[Dataset entries]
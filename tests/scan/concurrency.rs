use crate::common::{detector, meta, urls};
use phishguard::{ListKind, Verdict};
use std::sync::Arc;
use std::thread;

#[test]
fn scans_run_while_admins_mutate_intel() {
    let d = Arc::new(detector());
    let writers: Vec<_> = (0..2)
        .map(|w| {
            let d = Arc::clone(&d);
            thread::spawn(move || {
                for i in 0..200 {
                    let host = format!("w{w}-{i}.blocked.test");
                    d.intel().add_indicator(&host, ListKind::Blacklist).unwrap();
                    if i % 2 == 0 {
                        d.intel().remove_indicator(&host, ListKind::Blacklist);
                    }
                }
            })
        })
        .collect();
    let readers: Vec<_> = (0..4)
        .map(|_| {
            let d = Arc::clone(&d);
            thread::spawn(move || {
                for url in urls::MALICIOUS.iter().cycle().take(40) {
                    let r = d.classify(url, &meta());
                    assert_eq!(r.verdict, Verdict::Malicious);
                }
            })
        })
        .collect();

    for h in writers.into_iter().chain(readers) {
        h.join().unwrap();
    }
    // Odd indices survive: 100 per writer
    assert_eq!(d.intel().stats().blacklist_count, 200);
    let r = d.classify("http://w1-199.blocked.test/", &meta());
    assert_eq!(r.verdict, Verdict::Malicious);
}

#[test]
fn model_swap_is_atomic_for_readers() {
    let d = Arc::new(detector());
    let original = d.classifier().current();
    let mut shifted = (*original).clone();
    shifted.bias += 3.0;
    let fingerprints = [original.fingerprint(), shifted.fingerprint()];

    let swapper = {
        let d = Arc::clone(&d);
        let (a, b) = ((*original).clone(), shifted.clone());
        thread::spawn(move || {
            for i in 0..50 {
                let next = if i % 2 == 0 { b.clone() } else { a.clone() };
                d.classifier().swap(next).unwrap();
            }
        })
    };
    for _ in 0..200 {
        let seen = d.classifier().model_info().fingerprint;
        assert!(fingerprints.contains(&seen));
        let r = d.classify("http://192.168.1.1/paypal/login.html", &meta());
        assert!((0.0..=1.0).contains(&r.ml_score));
    }
    swapper.join().unwrap();
}

#[test]
fn parallel_batch_matches_sequential() {
    let d = detector();
    let batch: Vec<String> = (0..64)
        .map(|i| format!("http://account-{i}-verify.example-{i}.xyz/login?id={i}"))
        .collect();
    let parallel = d.classify_many(&batch, &meta());
    for (url, r) in batch.iter().zip(&parallel) {
        let single = d.classify(url, &meta());
        assert_eq!(r.combined_score, single.combined_score);
        assert_eq!(r.matched_rules, single.matched_rules);
    }
}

- EXERCISE OBJECTIVE -
Repeat, exactly as they stand, the line that contains "assert_eq!(r.combined_score, single.combined_score);" and all the lines after it in the data above.

- SOLUTION -
        assert_eq!(r.combined_score, single.combined_score);
        assert_eq!(r.matched_rules, single.matched_rules);
    }
}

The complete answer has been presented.